Intro and haemodynamics Flashcards
What is infarction?
Death of cells
Capillaries are the sight of diffusion, what do they consist of?
A single layer of endothelial cells surrounded by basal lamina.
Name 3 factors which affect diffusion
- Area available for exchange - depends on capillary density.
- Diffusion resistance - nature of molecule, barrier, path length.
- Concentration gradient - depends on rate of use by tissues and rate of blood flow through capillary bed.
What is capillary density?
Amount of capillaries in a tissue - higher capillary density at more metabolically active tissues.
How does blood flow affect the concentration gradient?
Substances used by tissues have higher concentrations in arteries than capillaries. The lower the blood flow, lower capillary concentration. Blood flow has to be high enough to maintain a concentration gradient to drive oxygen diffusion into cells.
What is perfusion rate?
Rate of blood flow.
What type of blood flow is needed for: the brain, the heart, the kidneys and skeletal muscle and the gut.
The brain needs a constant high flow.
The heart needs a high flow which increases during exercise.
The kidneys need a high, constant flow.
The skeletal muscles can have a very high flow during exercise and the gut blood flow is highest just after a meal.
What is the average cardiac output for a 70kg man?
5L/min at rest and can rise up to 25L/min during exercise.
Where does the heart lie?
Between the 2nd and 5th intercostal spaces, behind the sternum in the pericardial sac situated in the media stinum (between lungs). The apex lines up with the left midclavicle line.
What are the layers of the pericardial sac?
3 layers: outer fibrous layer attached to the first serous membrane of the parietal layer, then there’s the pericardial cavity containing a thin fluid for lubrication and then the visceral serous membrane (pericardium) which is attached to the myocardium.
What is cardiac tamponade and what may need to be done in response to it?
If excess fluid builds up rapidly in the pericardial cavity, the heart is suppressed due to the inextensible fibrous layer of the pericardial sac. The heart won’t be able to relax and refill during diastole - medical emergency. Fluid may need to be removed to relieve pressure or for testing - pericardiocentesis.
Where is the transverse pericardial sinus and what’s it’s use clinically? (Also, what’s the oblique sinus?)

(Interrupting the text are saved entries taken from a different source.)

//! Date extraction from file names and reference timestamps.
//!
//! Names are scanned for an ISO 8601 date, extended form (`YYYY-MM-DD`)
//! first and basic form (`YYYYMMDD`) second. Only the digit classes are
//! checked: `2023-19-39` is accepted as month `19`, day `39`.

use chrono::{DateTime, Datelike, Local, NaiveDate, TimeZone};
use regex::Regex;
use std::fmt;
use std::time::SystemTime;

lazy_static::lazy_static! {
    static ref ISO8601_EXTENDED: Regex =
        Regex::new(r"([12][0-9]{3})-([0-2][0-9])-([0-3][0-9])").expect("valid extended date regex");
    static ref ISO8601_BASIC: Regex =
        Regex::new(r"([12][0-9]{3})([0-2][0-9])([0-3][0-9])").expect("valid basic date regex");
}

/// Where a resolved date came from.
#[derive(Debug, Clone, Copy, PartialEq, Eq)]
pub enum DateOrigin {
    Filename,
    Timestamp,
}

/// A calendar date as zero-padded digit strings (4/2/2).
#[derive(Debug, Clone, PartialEq, Eq, Hash)]
pub struct DateKey {
    year: String,
    month: String,
    day: String,
}

impl DateKey {
    fn from_parts(year: &str, month: &str, day: &str) -> Self {
        Self {
            year: year.to_string(),
            month: month.to_string(),
            day: day.to_string(),
        }
    }

    pub fn from_date(date: NaiveDate) -> Self {
        Self {
            year: format!("{:04}", date.year()),
            month: format!("{:02}", date.month()),
            day: format!("{:02}", date.day()),
        }
    }

    /// Local calendar date of a filesystem timestamp.
    pub fn from_timestamp(time: SystemTime) -> Self {
        Self::from_local(&DateTime::<Local>::from(time))
    }

    pub fn from_local<Tz: TimeZone>(time: &DateTime<Tz>) -> Self {
        Self::from_date(time.date_naive())
    }

    pub fn year(&self) -> &str {
        &self.year
    }

    pub fn month(&self) -> &str {
        &self.month
    }

    pub fn day(&self) -> &str {
        &self.day
    }

    /// `YYYY`
    pub fn year_dir(&self) -> String {
        self.year.clone()
    }

    /// `YYYY_MM`
    pub fn month_dir(&self) -> String {
        format!("{}_{}", self.year, self.month)
    }

    /// `YYYY_MM_DD`, also the form used for future-date comparison.
    pub fn day_dir(&self) -> String {
        format!("{}_{}_{}", self.year, self.month, self.day)
    }

    /// Lexicographic comparison of the `YYYY_MM_DD` forms.
    pub fn is_after(&self, today: &DateKey) -> bool {
        self.day_dir() > today.day_dir()
    }
}

impl fmt::Display for DateKey {
    fn fmt(&self, f: &mut fmt::Formatter<'_>) -> fmt::Result {
        write!(f, "{}-{}-{}", self.year, self.month, self.day)
    }
}

/// First date embedded in `filename`, or `None`.
pub fn extract(filename: &str) -> Option<DateKey> {
    ISO8601_EXTENDED
        .captures(filename)
        .or_else(|| ISO8601_BASIC.captures(filename))
        .map(|caps| DateKey::from_parts(&caps[1], &caps[2], &caps[3]))
}

#[cfg(test)]
mod tests {
    use super::*;

    fn key(year: &str, month: &str, day: &str) -> DateKey {
        DateKey::from_parts(year, month, day)
    }

    #[test]
    fn test_extended_date_in_name() {
        let date = extract("vacation_2023-05-04_beach.jpg").unwrap();
        assert_eq!(date, key("2023", "05", "04"));
        assert_eq!(date.year_dir(), "2023");
        assert_eq!(date.month_dir(), "2023_05");
        assert_eq!(date.day_dir(), "2023_05_04");
    }

    #[test]
    fn test_basic_date_in_name() {
        assert_eq!(extract("IMG_20230504.jpg"), Some(key("2023", "05", "04")));
    }

    #[test]
    fn test_extended_wins_over_basic() {
        // basic form appears first in the name but the extended form still wins
        let date = extract("IMG_19990101_copy_2023-05-04.jpg").unwrap();
        assert_eq!(date, key("2023", "05", "04"));
    }

    #[test]
    fn test_first_match_is_used() {
        let date = extract("2021-01-02_to_2022-03-04.txt").unwrap();
        assert_eq!(date, key("2021", "01", "02"));
    }

    #[test]
    fn test_no_date() {
        assert_eq!(extract("notes.txt"), None);
        assert_eq!(extract("3023-05-04.txt"), None);
        assert_eq!(extract("2023-5-4.txt"), None);
        assert_eq!(extract("2023_05_04.txt"), None);
    }

    #[test]
    fn test_lenient_month_and_day() {
        assert_eq!(extract("scan_2023-19-39.pdf"), Some(key("2023", "19", "39")));
        assert_eq!(extract("scan_20232939.pdf"), Some(key("2023", "29", "39")));
    }

    #[test]
    fn test_basic_match_skips_leading_digit() {
        assert_eq!(extract("120230504.bin"), Some(key("2023", "05", "04")));
    }

    #[test]
    fn test_from_date_pads() {
        let date = DateKey::from_date(NaiveDate::from_ymd_opt(2024, 1, 9).unwrap());
        assert_eq!(date.day_dir(), "2024_01_09");
        assert_eq!(date.to_string(), "2024-01-09");
    }

    #[test]
    fn test_from_local_uses_calendar_date() {
        let time = chrono::FixedOffset::east_opt(3600)
            .unwrap()
            .with_ymd_and_hms(2022, 12, 31, 23, 30, 0)
            .unwrap();
        assert_eq!(DateKey::from_local(&time), key("2022", "12", "31"));
    }

    #[test]
    fn test_is_after() {
        let today = key("2024", "01", "01");
        assert!(key("2099", "01", "01").is_after(&today));
        assert!(key("2024", "01", "02").is_after(&today));
        assert!(!key("2024", "01", "01").is_after(&today));
        assert!(!key("2023", "12", "31").is_after(&today));
    }
}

The transverse pericardial sinus is the space behind the aorta and pulmonary trunk which is clamped when there’s a bypass machinery in use. (The oblique sinus is a dead end near the pulmonary veins at the posterior surface of the heart.)
List 3 features of coronary arteries.
They’re end arteries, prone to a thermos and vital to supply well oxygenated blood to myocardium.
Picture the heart and some of the coronary arteries and cardiac veins.
Check picture on images. Left and right coronary arteries, marginal arteries and circumflex branch round at the back. Anterior interventricular artery aka left anterior descending artery (widow maker). Posterior interventricular comes from right. Veins: anteriorly - small cardiac vein on left and great cardiac vein on right, posteriorly - all feed into coronary sinus, which drains into right atrium, as do the inferior and superior vena cava.
What’s the difference between plasma and serum?
Serum is fluid collected from clotted blood, so serum = plasma - clotting factors (particularly fibrinogen).